999? Oh Great
Today, my mum had the misfortune to break her ankle while she was in a playground with my daughter.
It was an accident of course, but I had to phone for an ambulance.
And this is where it becomes more interesting. It took me over 4 minutes to be connected to someone who could even ask me what was wrong.
And then it took close to half an hour before the ambulance actually turned up. At this point I should make it clear that I’m not criticising the crew who, according to my mum, were wonderful. They got her to James Cook University Hospital in Middlesbrough and she was x-rayed and seen by a (good) doctor pretty quickly. In slightly different circumstances she’d have waited much longer, because the A&E queue was busy normally she’d have had a long wait, but today she was lucky.

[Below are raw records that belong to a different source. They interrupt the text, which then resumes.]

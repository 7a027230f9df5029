//! Materialization rules.
//!
//! Detects queries pulled into memory too early: operators evaluated on the
//! client after `ToList`/`AsEnumerable`, double materialization, counting
//! through a list, and `Count()` used as an existence test.

use super::{Diagnostic, Fix, Rule, Severity};
use crate::engine::AnalysisContext;
use crate::fix::rewrite;
use crate::rules::visitor;
use crate::semantics::chain::{walk_chain, QueryChain};
use crate::semantics::methods::{self, IN_MEMORY_SWITCHES, MATERIALIZING, ROW_PRESERVING};
use crate::semantics::syntax::{self, Call};
use tree_sitter::Node;

/// Operators reported when applied right after an in-memory switch.
///
/// `Count`, `LongCount` and `Any` belong to `materialize-to-count`;
/// materializers belong to `redundant-materialization`.
const CLIENT_OPERATORS: &[&str] = &[
    "Where",
    "Select",
    "SelectMany",
    "OrderBy",
    "OrderByDescending",
    "GroupBy",
    "Join",
    "GroupJoin",
    "Skip",
    "Take",
    "SkipWhile",
    "TakeWhile",
    "Distinct",
    "DistinctBy",
    "First",
    "FirstOrDefault",
    "Single",
    "SingleOrDefault",
    "Last",
    "LastOrDefault",
    "ElementAt",
    "ElementAtOrDefault",
    "All",
    "Sum",
    "Min",
    "Max",
    "Average",
    "Contains",
];

/// The link right before the last one, when it switches a server-side
/// query into memory.
fn in_memory_switch<'c, 't>(chain: &'c QueryChain<'t>) -> Option<&'c Call<'t>> {
    let last = chain.last_index();
    if last == 0 {
        return None;
    }
    let switch = &chain.links[last - 1];
    (methods::is_in(IN_MEMORY_SWITCHES, switch.name) && chain.is_server_side_before(last - 1))
        .then_some(switch)
}

/// Detects LINQ operators evaluated in memory after the query was
/// materialized.
///
/// # Example
/// ```csharp
/// // Bad: loads every user, filters in memory
/// var admins = db.Users.ToList().Where(u => u.IsAdmin);
///
/// // Good: filter runs in SQL
/// var admins = db.Users.Where(u => u.IsAdmin).ToList();
/// ```
pub struct ClientSideEvaluationRule;

impl Rule for ClientSideEvaluationRule {
    fn id(&self) -> &'static str {
        "client-side-evaluation"
    }

    fn name(&self) -> &'static str {
        "Client-Side Evaluation"
    }

    fn description(&self) -> &'static str {
        "Detects LINQ operators applied after ToList/AsEnumerable that could run in the database"
    }

    fn default_severity(&self) -> Severity {
        Severity::Warning
    }

    fn check(&self, ctx: &AnalysisContext) -> Vec<Diagnostic> {
        let mut diagnostics = Vec::new();

        for &node in ctx.invocations() {
            let Some(call) = syntax::as_call(node, ctx.source) else {
                continue;
            };
            if !methods::is_in(CLIENT_OPERATORS, call.name) {
                continue;
            }
            let chain = walk_chain(ctx, node);
            let Some(switch) = in_memory_switch(&chain) else {
                continue;
            };

            diagnostics.push(
                ctx.diagnostic(
                    self.id(),
                    self.default_severity(),
                    node,
                    format!(
                        "`{}` runs in memory because the query was materialized by `{}`",
                        call.name, switch.name
                    ),
                )
                .with_suggestion(format!(
                    "Apply `{}` before `{}` so it is translated to SQL",
                    call.name, switch.name
                )),
            );
        }

        diagnostics
    }
}

/// Detects a materializing call on an already materialized query.
///
/// # Example
/// ```csharp
/// // Bad: copies the list twice
/// var ids = db.Users.ToList().ToArray();
///
/// // Good
/// var ids = db.Users.ToArray();
/// ```
pub struct RedundantMaterializationRule;

impl Rule for RedundantMaterializationRule {
    fn id(&self) -> &'static str {
        "redundant-materialization"
    }

    fn name(&self) -> &'static str {
        "Redundant Materialization"
    }

    fn description(&self) -> &'static str {
        "Detects ToList/ToArray/... applied to a query that was already materialized"
    }

    fn default_severity(&self) -> Severity {
        Severity::Warning
    }

    fn check(&self, ctx: &AnalysisContext) -> Vec<Diagnostic> {
        let mut diagnostics = Vec::new();

        for &node in ctx.invocations() {
            let Some(call) = syntax::as_call(node, ctx.source) else {
                continue;
            };
            if !methods::is_in(MATERIALIZING, call.name) {
                continue;
            }
            let chain = walk_chain(ctx, node);
            let Some(inner) = in_memory_switch(&chain) else {
                continue;
            };
            if !methods::is_in(MATERIALIZING, inner.name) {
                continue;
            }

            // Only sequence-preserving inner calls chained directly can go.
            let removable = matches!(inner.name, "ToList" | "ToArray")
                && call.member_access.is_some()
                && inner.node.parent() == call.member_access;
            let fix = removable.then(|| Fix {
                description: format!("Remove the inner `{}`", inner.name),
                replacements: rewrite::remove_call(ctx, inner).into_iter().collect(),
            });

            diagnostics.push(
                ctx.diagnostic(
                    self.id(),
                    self.default_severity(),
                    node,
                    format!(
                        "`{}` is applied to a query already materialized by `{}`",
                        call.name, inner.name
                    ),
                )
                .with_suggestion(format!("Remove the inner `{}`", inner.name))
                .with_fix(fix),
            );
        }

        diagnostics
    }
}

/// Detects counting or existence checks done on a materialized list.
///
/// # Example
/// ```csharp
/// // Bad: loads every order just to count them
/// var n = db.Orders.ToList().Count;
///
/// // Good: SELECT COUNT(*)
/// var n = db.Orders.Count();
/// ```
pub struct MaterializeToCountRule;

impl Rule for MaterializeToCountRule {
    fn id(&self) -> &'static str {
        "materialize-to-count"
    }

    fn name(&self) -> &'static str {
        "Materialize to Count"
    }

    fn description(&self) -> &'static str {
        "Detects .ToList().Count, .Count() or .Any() that load all rows instead of counting in the database"
    }

    fn default_severity(&self) -> Severity {
        Severity::Warning
    }

    fn check(&self, ctx: &AnalysisContext) -> Vec<Diagnostic> {
        let mut diagnostics = Vec::new();

        // `.Count` / `.Length` properties
        visitor::walk(ctx.root(), |node| {
            if node.kind() != "member_access_expression" {
                return;
            }
            let Some(member) = node.child_by_field_name("name").map(|n| ctx.text(n)) else {
                return;
            };
            if member != "Count" && member != "Length" {
                return;
            }
            if node
                .parent()
                .is_some_and(|p| p.kind() == "invocation_expression" && p.child_by_field_name("function") == Some(node))
            {
                return;
            }
            let Some(target) = node.child_by_field_name("expression") else {
                return;
            };
            let Some(inner) = materialized_call(ctx, target) else {
                return;
            };

            let fix = count_rewrite(ctx, node, &inner, "Count", "()");
            diagnostics.push(self.report(
                ctx,
                node,
                &inner,
                &format!("{}().{member}", inner.name),
                "Count()",
                fix,
            ));
        });

        // `.Count()` / `.LongCount()` / `.Any()` calls
        for &node in ctx.invocations() {
            let Some(call) = syntax::as_call(node, ctx.source) else {
                continue;
            };
            if !call.is_any(&["Count", "LongCount", "Any"]) {
                continue;
            }
            let Some(receiver) = call.receiver else {
                continue;
            };
            let Some(inner) = materialized_call(ctx, receiver) else {
                continue;
            };

            let args = call
                .args
                .iter()
                .map(|a| ctx.text(*a))
                .collect::<Vec<_>>()
                .join(", ");
            let fix = count_rewrite(ctx, node, &inner, call.name, &format!("({args})"));
            diagnostics.push(self.report(
                ctx,
                node,
                &inner,
                &format!("{}().{}()", inner.name, call.name),
                &format!("{}()", call.name),
                fix,
            ));
        }

        diagnostics
    }
}

impl MaterializeToCountRule {
    fn report(
        &self,
        ctx: &AnalysisContext<'_>,
        node: Node<'_>,
        inner: &Call<'_>,
        pattern: &str,
        replacement: &str,
        fix: Option<Fix>,
    ) -> Diagnostic {
        // Sets, dictionaries and lookups count distinct keys or groups.
        let suggestion = if methods::is_in(ROW_PRESERVING, inner.name) {
            format!("Call `{replacement}` on the query so it runs in the database")
        } else {
            format!(
                "`{}` counts keys or groups; express the count in the query (for example with `Distinct()` or `GroupBy`)",
                inner.name
            )
        };
        ctx.diagnostic(
            self.id(),
            self.default_severity(),
            node,
            format!("`{pattern}` loads every row to count them in memory"),
        )
        .with_suggestion(suggestion)
        .with_fix(fix)
    }
}

/// A materializing call on a server-side query at `expr`, looking through
/// parentheses and `await` (`(await q.ToListAsync()).Count`).
fn materialized_call<'t>(ctx: &AnalysisContext<'t>, expr: Node<'t>) -> Option<Call<'t>> {
    let mut expr = syntax::unwrap(expr);
    if let Some(operand) = syntax::await_operand(expr) {
        expr = syntax::unwrap(operand);
    }
    let call = syntax::as_call(expr, ctx.source)?;
    if !methods::is_in(IN_MEMORY_SWITCHES, call.name) {
        return None;
    }
    walk_chain(ctx, expr).is_server_side_call().then_some(call)
}

/// Replace `outer` with `{query}.{operator}{args}`, awaiting the async
/// operator when the materializer was awaited.
///
/// Only row-preserving materializers can be dropped: after `ToHashSet`,
/// `ToDictionary` or `ToLookup` the count and any predicate range over
/// distinct elements, pairs or groups.
fn count_rewrite(
    ctx: &AnalysisContext<'_>,
    outer: Node<'_>,
    inner: &Call<'_>,
    operator: &str,
    args: &str,
) -> Option<Fix> {
    if !methods::is_in(ROW_PRESERVING, inner.name) {
        return None;
    }
    let query = ctx.text(inner.receiver?);
    let new_text = if inner.name.ends_with("Async") {
        let awaited = format!("await {query}.{operator}Async{args}");
        if rewrite::needs_parentheses(outer) {
            format!("({awaited})")
        } else {
            awaited
        }
    } else {
        format!("{query}.{operator}{args}")
    };
    Some(Fix {
        description: format!("Use `{operator}()` on the query"),
        replacements: vec![rewrite::replace_node(ctx, outer, new_text)],
    })
}

/// Detects `Count()` compared with 0 or 1 to test whether rows exist.
///
/// # Example
/// ```csharp
/// // Bad: counts every matching row
/// if (db.Orders.Count(o => o.Open) > 0) { }
///
/// // Good: stops at the first row
/// if (db.Orders.Any(o => o.Open)) { }
/// ```
pub struct CountForExistenceRule;

impl Rule for CountForExistenceRule {
    fn id(&self) -> &'static str {
        "count-for-existence"
    }

    fn name(&self) -> &'static str {
        "Count Used for Existence Check"
    }

    fn description(&self) -> &'static str {
        "Detects Count() compared against 0 or 1 where Any() would stop at the first row"
    }

    fn default_severity(&self) -> Severity {
        Severity::Warning
    }

    fn check(&self, ctx: &AnalysisContext) -> Vec<Diagnostic> {
        let mut diagnostics = Vec::new();

        visitor::walk(ctx.root(), |node| {
            if node.kind() != "binary_expression" {
                return;
            }
            let (Some(left), Some(op), Some(right)) = (
                node.child_by_field_name("left"),
                node.child_by_field_name("operator"),
                node.child_by_field_name("right"),
            ) else {
                return;
            };
            let op = ctx.text(op);

            let (count_side, literal, mirrored) = match (count_call(ctx, left), count_call(ctx, right)) {
                (Some(count), None) => (count, right, false),
                (None, Some(count)) => (count, left, true),
                _ => return,
            };
            let Some(negated) = existence_test(op, ctx.text(syntax::unwrap(literal)), mirrored) else {
                return;
            };
            let (call, awaited) = count_side;
            let Some(query) = call.receiver.map(|r| ctx.text(r)) else {
                return;
            };

            let args = call
                .args
                .iter()
                .map(|a| ctx.text(*a))
                .collect::<Vec<_>>()
                .join(", ");
            let bang = if negated { "!" } else { "" };
            let new_text = if awaited {
                format!("{bang}await {query}.AnyAsync({args})")
            } else {
                format!("{bang}{query}.Any({args})")
            };

            diagnostics.push(
                ctx.diagnostic(
                    self.id(),
                    self.default_severity(),
                    node,
                    format!(
                        "`{}` counts every matching row to test for existence",
                        ctx.text(node)
                    ),
                )
                .with_suggestion(format!("Use `{new_text}`"))
                .with_fix(Some(Fix {
                    description: "Use Any()".to_string(),
                    replacements: vec![rewrite::replace_node(ctx, node, new_text)],
                })),
            );
        });

        diagnostics
    }
}

/// A `Count()`/`LongCount()` call on a server-side query, or an awaited
/// `CountAsync()`; the flag tells whether it was awaited.
fn count_call<'t>(ctx: &AnalysisContext<'t>, expr: Node<'t>) -> Option<(Call<'t>, bool)> {
    let expr = syntax::unwrap(expr);
    let (invocation, awaited) = match syntax::await_operand(expr) {
        Some(operand) => (syntax::unwrap(operand), true),
        None => (expr, false),
    };
    let call = syntax::as_call(invocation, ctx.source)?;
    let expected: &[&str] = if awaited {
        &["CountAsync", "LongCountAsync"]
    } else {
        &["Count", "LongCount"]
    };
    if !call.is_any(expected) {
        return None;
    }
    walk_chain(ctx, invocation)
        .is_server_side_call()
        .then_some((call, awaited))
}

/// Whether `count {op} {literal}` (or `{literal} {op} count` when
/// `mirrored`) tests existence; `Some(true)` when it tests absence.
fn existence_test(op: &str, literal: &str, mirrored: bool) -> Option<bool> {
    let op = if mirrored {
        match op {
            "<" => ">",
            ">" => "<",
            "<=" => ">=",
            ">=" => "<=",
            other => other,
        }
    } else {
        op
    };
    match (op, literal) {
        (">", "0") | ("!=", "0") | (">=", "1") => Some(false),
        ("==", "0") | ("<", "1") | ("<=", "0") => Some(true),
        _ => None,
    }
}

We were fortunate that a guy who lives in a house behind the play area happens to be an ambulanceman, so he (and his son-in-law who is an ambulaceman too) sorted her an ice pack and got her leg elevated. He mentioned that just yesterday, the system for ambulance has control has changed to a larger, regional system. In fact, this is just the kind of system the government wants to use for other services, like the Fire
It’s lucky that mum’s ankle was not (in relative terms) all that serious, but the response time of the new system when a woman with angina and hypertension sustains an injury that could result in some complications has to wait so long for an ambulance is patently of some concern. And it highlights the problem of the regional control systems.
In a drive to save money [debatable] the quality of service being delivered by such systems is worryingly poor. Another sign of what happens when you let essential systems like healthcare be run by accountants.